In [None]:
import pandas as pd
import seaborn as sns
import matplotlib.pyplot as plt
import numpy as np

In [None]:
haberman=pd.read_csv('../input/haberman.csv/haberman.csv')

# High level statistics

In [None]:
haberman.shape

In [None]:
haberman.columns

In [None]:
haberman.status.unique()

In [None]:
haberman.status = haberman.status.map({1:'yes', 2:'no'})
haberman.status.value_counts()

In [None]:
haberman.info()

In [None]:
haberman.describe()

## Obervations
1. Total 305 data points available. There is no missing data point.
2. **Features:** age, year and nodes.
3. **Class:** status, 2 classes (*yes means survived 5 or more than years while 2 means survived less than 5 years.*)
4. 81 patients survived less than 5 years and 225 patients survived 5 or more than 5 years.
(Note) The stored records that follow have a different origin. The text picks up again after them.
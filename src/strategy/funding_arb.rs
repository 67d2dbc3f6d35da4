//! Funding-rate arbitrage between a spot pair and its perpetual.
//!
//! While funding pays shorts, hold spot long and an equal 1x perp short so the
//! book is delta neutral and collects funding. The pair is unwound as soon as
//! funding turns negative.

use super::reconciler::{OrderReconciler, ReconcileReport};
use super::{Strategy, TickOutcome};
use crate::config::FundingArbConfig;
use crate::context::EngineContext;
use crate::error::{EngineError, GatewayResultExt, Result};
use crate::exchange::{
    ClosePerpRequest, MarketPair, PerpMarketInfo, PerpOrderRequest, PerpOrderType, PerpPosition,
    PERP_DECIMALS,
};
use crate::utils::decimal::{
    from_fixed_point, from_fixed_point_signed, percent_to_bps, quantize_decimal, quantize_size,
    round_down_to_lot, safe_div,
};
use async_trait::async_trait;
use rust_decimal::prelude::ToPrimitive;
use rust_decimal::Decimal;
use rust_decimal_macros::dec;
use std::time::Duration;
use tracing::{debug, info, warn};

const TICK_INTERVAL: Duration = Duration::from_secs(60);
const HEDGE_LEVERAGE: u32 = 1;

/// Convert a raw 1e18-scaled funding rate into percent per period.
pub fn funding_rate_percent(raw: i128) -> Result<Decimal> {
    Ok(from_fixed_point_signed(raw, PERP_DECIMALS)? * dec!(100))
}

/// Last known state of the perp leg.
#[derive(Debug, Clone, PartialEq)]
pub struct PerpPositionState {
    pub size: Decimal,
    pub is_long: bool,
    pub entry_price: Decimal,
    pub leverage: u32,
    /// Funding rate in percent at the time of the snapshot
    pub funding_rate_pct: Decimal,
}

impl PerpPositionState {
    pub fn from_position(position: &PerpPosition, funding_rate_pct: Decimal) -> Self {
        Self {
            size: position.size,
            is_long: position.is_long,
            entry_price: position.entry_price,
            leverage: position.leverage,
            funding_rate_pct,
        }
    }
}

/// Decision for one arbitrage tick.
#[derive(Debug, Clone, PartialEq)]
pub enum ArbAction {
    Hold,
    /// Buy spot for `spot_quote` and short `perp_size` at `perp_price`
    Enter {
        spot_quote: Decimal,
        perp_size: Decimal,
        perp_price: Decimal,
    },
    /// Close the perp short, then sell the spot leg
    Exit,
}

/// Decide what to do given the current funding rate and position.
///
/// Entry needs the rate strictly above the threshold with no open position;
/// exit needs a strictly negative rate with a position held.
pub fn plan_funding_arb(
    config: &FundingArbConfig,
    perp: &MarketPair,
    funding_rate_pct: Decimal,
    position: Option<&PerpPositionState>,
    oracle_price: Decimal,
) -> ArbAction {
    match position {
        None if funding_rate_pct > config.min_funding_rate => {
            let half = config.amount / dec!(2);
            ArbAction::Enter {
                spot_quote: half,
                perp_size: quantize_size(safe_div(half, oracle_price), perp.step_size),
                perp_price: quantize_decimal(oracle_price, perp.tick_size),
            }
        }
        Some(_) if funding_rate_pct < Decimal::ZERO => ArbAction::Exit,
        _ => ArbAction::Hold,
    }
}

/// Funding arbitrage bot over one spot pair and one perp market.
pub struct FundingArbStrategy {
    config: FundingArbConfig,
    spot: MarketPair,
    perp: MarketPair,
    subaccount: String,
}

impl FundingArbStrategy {
    pub fn new(
        config: FundingArbConfig,
        spot: MarketPair,
        perp: MarketPair,
        subaccount: impl Into<String>,
    ) -> Self {
        Self {
            config,
            spot,
            perp,
            subaccount: subaccount.into(),
        }
    }

    /// Oracle price carried by the perp market, falling back to the price chain.
    async fn perp_price(&self, ctx: &EngineContext, info: &PerpMarketInfo) -> Result<Decimal> {
        let price = info.oracle_price_decimal()?;
        if price > Decimal::ZERO {
            return Ok(price);
        }
        ctx.prices.resolve(ctx.gateway(), &self.perp).await
    }

    async fn open_position(&self, ctx: &EngineContext, funding_pct: Decimal) -> Result<Option<PerpPositionState>> {
        let positions = ctx
            .gateway()
            .perp_positions(&self.subaccount, std::slice::from_ref(&self.perp.external_id))
            .await
            .during("perp_positions")?;
        Ok(positions
            .iter()
            .find(|p| p.market_id == self.perp.external_id && p.is_open())
            .map(|p| PerpPositionState::from_position(p, funding_pct)))
    }

    async fn enter(
        &self,
        ctx: &EngineContext,
        spot_quote: Decimal,
        perp_size: Decimal,
        perp_price: Decimal,
    ) -> Result<TickOutcome> {
        if perp_size.is_zero() {
            warn!(
                perp = %self.perp.id,
                amount = %self.config.amount,
                price = %perp_price,
                "Hedge size rounds to zero, not entering"
            );
            return Ok(TickOutcome::Idle);
        }

        let reconciler = OrderReconciler::new(ctx, &self.spot, &self.subaccount);
        let spot_tx = reconciler.market_buy_quote(spot_quote).await?;
        info!(pair = %self.spot.id, quote = %spot_quote, tx = %spot_tx.id, "Spot leg bought");

        let perp_tx = ctx
            .gateway()
            .place_perp_order(PerpOrderRequest {
                subaccount: self.subaccount.clone(),
                market_id: self.perp.external_id.clone(),
                is_long: false,
                size: perp_size,
                price: perp_price,
                order_type: PerpOrderType::Market,
                leverage: HEDGE_LEVERAGE,
                take_profit: None,
                stop_loss: None,
                reduce_only: false,
                post_only: false,
            })
            .await
            .during("place_perp_order")?;
        info!(
            perp = %self.perp.id,
            size = %perp_size,
            price = %perp_price,
            tx = %perp_tx.id,
            "Perp short opened"
        );

        Ok(TickOutcome::Submitted(ReconcileReport {
            placed: 2,
            ..Default::default()
        }))
    }

    async fn exit(&self, ctx: &EngineContext, price: Decimal) -> Result<TickOutcome> {
        // rounded up so a fractional tolerance never collapses to 0 bp
        let slippage_bps = percent_to_bps(ctx.trading.max_slippage_percent)
            .ceil()
            .to_u32()
            .ok_or_else(|| {
                EngineError::Configuration(format!(
                    "max_slippage_percent {} is out of range",
                    ctx.trading.max_slippage_percent
                ))
            })?;

        let gateway = ctx.gateway();
        let close_tx = gateway
            .close_perp_position(ClosePerpRequest {
                subaccount: self.subaccount.clone(),
                market_id: self.perp.external_id.clone(),
                price: quantize_decimal(price, self.perp.tick_size),
                slippage_bps,
            })
            .await
            .during("close_perp_position")?;
        info!(perp = %self.perp.id, slippage_bps, tx = %close_tx.id, "Perp short closed");

        let mut report = ReconcileReport {
            placed: 1,
            ..Default::default()
        };

        let raw_base = gateway
            .subaccount_balance(&self.subaccount, &self.spot.base.symbol)
            .await
            .during("subaccount_balance")?;
        let base = round_down_to_lot(
            from_fixed_point(raw_base, self.spot.base.decimals)?,
            self.spot.step_size,
        );
        if base.is_zero() {
            warn!(pair = %self.spot.id, "No spot balance left to sell");
            return Ok(TickOutcome::Submitted(report));
        }

        let sell_tx = OrderReconciler::new(ctx, &self.spot, &self.subaccount)
            .market_order(false, base, None)
            .await?;
        info!(pair = %self.spot.id, %base, tx = %sell_tx.id, "Spot leg sold");
        report.placed += 1;
        Ok(TickOutcome::Submitted(report))
    }
}

#[async_trait]
impl Strategy for FundingArbStrategy {
    fn name(&self) -> &'static str {
        "funding_arb"
    }

    fn interval(&self) -> Duration {
        TICK_INTERVAL
    }

    async fn tick(&mut self, ctx: &EngineContext) -> Result<TickOutcome> {
        let info = ctx
            .gateway()
            .perp_market(&self.perp.external_id)
            .await
            .during("perp_market")?;
        let funding_pct = funding_rate_percent(info.funding_rate)?;
        let position = self.open_position(ctx, funding_pct).await?;

        debug!(
            perp = %self.perp.id,
            funding_pct = %funding_pct,
            threshold = %self.config.min_funding_rate,
            has_position = position.is_some(),
            "Funding snapshot"
        );

        // price is only needed when something is about to be submitted
        let wants_action = match &position {
            None => funding_pct > self.config.min_funding_rate,
            Some(_) => funding_pct < Decimal::ZERO,
        };
        if !wants_action {
            return Ok(TickOutcome::Idle);
        }

        let price = self.perp_price(ctx, &info).await?;
        match plan_funding_arb(&self.config, &self.perp, funding_pct, position.as_ref(), price) {
            ArbAction::Hold => Ok(TickOutcome::Idle),
            ArbAction::Enter {
                spot_quote,
                perp_size,
                perp_price,
            } => {
                info!(perp = %self.perp.id, funding_pct = %funding_pct, "Funding above threshold, entering");
                self.enter(ctx, spot_quote, perp_size, perp_price).await
            }
            ArbAction::Exit => {
                info!(perp = %self.perp.id, funding_pct = %funding_pct, "Funding turned negative, exiting");
                self.exit(ctx, price).await
            }
        }
    }
}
So it's an imbalanced data set.
5. 50% of people operated are between 44 to 60 years of age.
6. 75% of the people have 4 or less lymph nodes.
7. **The real objective is to find whether a person survives more than 5 years or not**.

# Univariate Analysis

In [None]:
for i in ['age','nodes','year']:
  sns.FacetGrid(haberman, hue="status", height=5) \
   .map(sns.histplot, i, kde=True);
  plt.xlabel(i.capitalize())
  plt.title('Distribution plot for '+i.capitalize())
  plt.legend()
  plt.grid()
  plt.show()

In [None]:
proportion, bin_edges = np.histogram(haberman.nodes[haberman.status=='yes'], density=True)
pdf = proportion/sum(proportion)
cdf = np.cumsum(pdf)
plt.plot(bin_edges[1:], pdf, label="PDF for status=yes")
plt.plot(bin_edges[1:], cdf, label="CDF for status=yes")
proportion, bin_edges = np.histogram(haberman.nodes[haberman.status=='no'], density=True)
pdf = proportion/sum(proportion)
cdf = np.cumsum(pdf)
plt.plot(bin_edges[1:], pdf, label="PDF for status=no")
plt.plot(bin_edges[1:], cdf, label="CDF for status=no")
plt.title('PDF and CDF of nodes')
plt.legend()
plt.xlabel('Nodes')
plt.ylabel('Probability')
plt.grid()
plt.show()

In [None]:
sns.boxplot(x='status', y='nodes', data=haberman)
plt.title('Box plot of nodes')
plt.xlabel('Status')
plt.ylabel('Nodes')
plt.grid()
plt.show()

In [None]:
haberman.nodes[haberman.status=='yes'].describe()

In [None]:
haberman.nodes[haberman.status=='no'].describe()

In [None]:
sns.violinplot(x='status', y='nodes', data=haberman)
plt.title('Violin plot of nodes')
plt.xlabel('Status')
plt.ylabel('Nodes')
plt.grid()
plt.show()

In [None]:
sns.stripplot(x='status', y='nodes', data=haberman)
plt.title('Swarm plot of nodes')
plt.xlabel('Status')
plt.ylabel('Nodes')
plt.grid()
plt.show()

In [None]:
sns.swarmplot(x='status', y='nodes', data=haberman, size=1)
plt.title('Swarm plot of nodes')
plt.xlabel('Status')
plt.ylabel('Nodes')
plt.grid()
plt.show()

## Observations


1.   Patients with 1 or less node are more likely to survive.
2.   Survival chances are lower if age is more than 40
3.   82% of the people who survived have less than equal to 4 nodes
4.   75% of the people who survived have less than equal to 3 nodes
5.   50% of the people who did not survive have more than equal to 4 nodes



# Bi-variate Analysis

In [None]:
g = sns.pairplot(haberman, hue='status')
g.fig.suptitle("Pair plot for haberman data", y=1.05)
plt.show()

In [None]:
sns.scatterplot('age', 'nodes', data=haberman, hue='status')
plt.title('Scatter plot of age vs nodes')
plt.xlabel('Age')
plt.ylabel('Nodes')
plt.legend()
plt.grid()
plt.show()

## Observations


1.   Only **age** vs **node** graph has little bit seperation.
2.   Lower is the number of nodes the greater is the chance of survival



# Conclusion


1.   Patients less than 40 years are more likely to survive.
2.   Patients with less number of nodes are more likely to survive.
3.   However in case of number of nodes both survived and not survived percentage are higher at less number of nodes. Because 75% of the patients have 4 or less nodes.
4.   The data set is imbalanced and none of the features alone or combined are making any sense. So we can not create an algo for this classification problem.